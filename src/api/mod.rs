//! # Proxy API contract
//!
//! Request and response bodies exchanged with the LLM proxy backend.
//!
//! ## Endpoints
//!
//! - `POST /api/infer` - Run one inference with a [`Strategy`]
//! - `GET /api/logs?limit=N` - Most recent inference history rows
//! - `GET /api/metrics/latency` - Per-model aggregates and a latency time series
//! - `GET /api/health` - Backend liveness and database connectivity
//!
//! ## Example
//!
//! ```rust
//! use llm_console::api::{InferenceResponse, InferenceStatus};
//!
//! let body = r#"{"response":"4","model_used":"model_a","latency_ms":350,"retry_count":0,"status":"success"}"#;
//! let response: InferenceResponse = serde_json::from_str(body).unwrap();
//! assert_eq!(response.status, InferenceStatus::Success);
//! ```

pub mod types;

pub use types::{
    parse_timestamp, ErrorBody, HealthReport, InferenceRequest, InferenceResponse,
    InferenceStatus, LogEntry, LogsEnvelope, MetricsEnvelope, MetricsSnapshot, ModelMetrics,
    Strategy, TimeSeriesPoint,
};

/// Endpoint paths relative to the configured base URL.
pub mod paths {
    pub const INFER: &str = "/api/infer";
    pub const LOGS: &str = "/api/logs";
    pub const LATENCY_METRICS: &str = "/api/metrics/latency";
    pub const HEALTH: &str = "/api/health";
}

====

▶ **Exercise prompt**:
Write out the entire listing so that each line matches the original exactly.

▶ **Result for this task**:
filename src/api/mod.rs
//! # Proxy API contract
//!
//! Request and response bodies exchanged with the LLM proxy backend.
//!
//! ## Endpoints
//!
//! - `POST /api/infer` - Run one inference with a [`Strategy`]
//! - `GET /api/logs?limit=N` - Most recent inference history rows
//! - `GET /api/metrics/latency` - Per-model aggregates and a latency time series
//! - `GET /api/health` - Backend liveness and database connectivity
//!
//! ## Example
//!
//! ```rust
//! use llm_console::api::{InferenceResponse, InferenceStatus};
//!
//! let body = r#"{"response":"4","model_used":"model_a","latency_ms":350,"retry_count":0,"status":"success"}"#;
//! let response: InferenceResponse = serde_json::from_str(body).unwrap();
//! assert_eq!(response.status, InferenceStatus::Success);
//! ```

pub mod types;

pub use types::{
    parse_timestamp, ErrorBody, HealthReport, InferenceRequest, InferenceResponse,
    InferenceStatus, LogEntry, LogsEnvelope, MetricsEnvelope, MetricsSnapshot, ModelMetrics,
    Strategy, TimeSeriesPoint,
};

/// Endpoint paths relative to the configured base URL.
pub mod paths {
    pub const INFER: &str = "/api/infer";
    pub const LOGS: &str = "/api/logs";
    pub const LATENCY_METRICS: &str = "/api/metrics/latency";
    pub const HEALTH: &str = "/api/health";
}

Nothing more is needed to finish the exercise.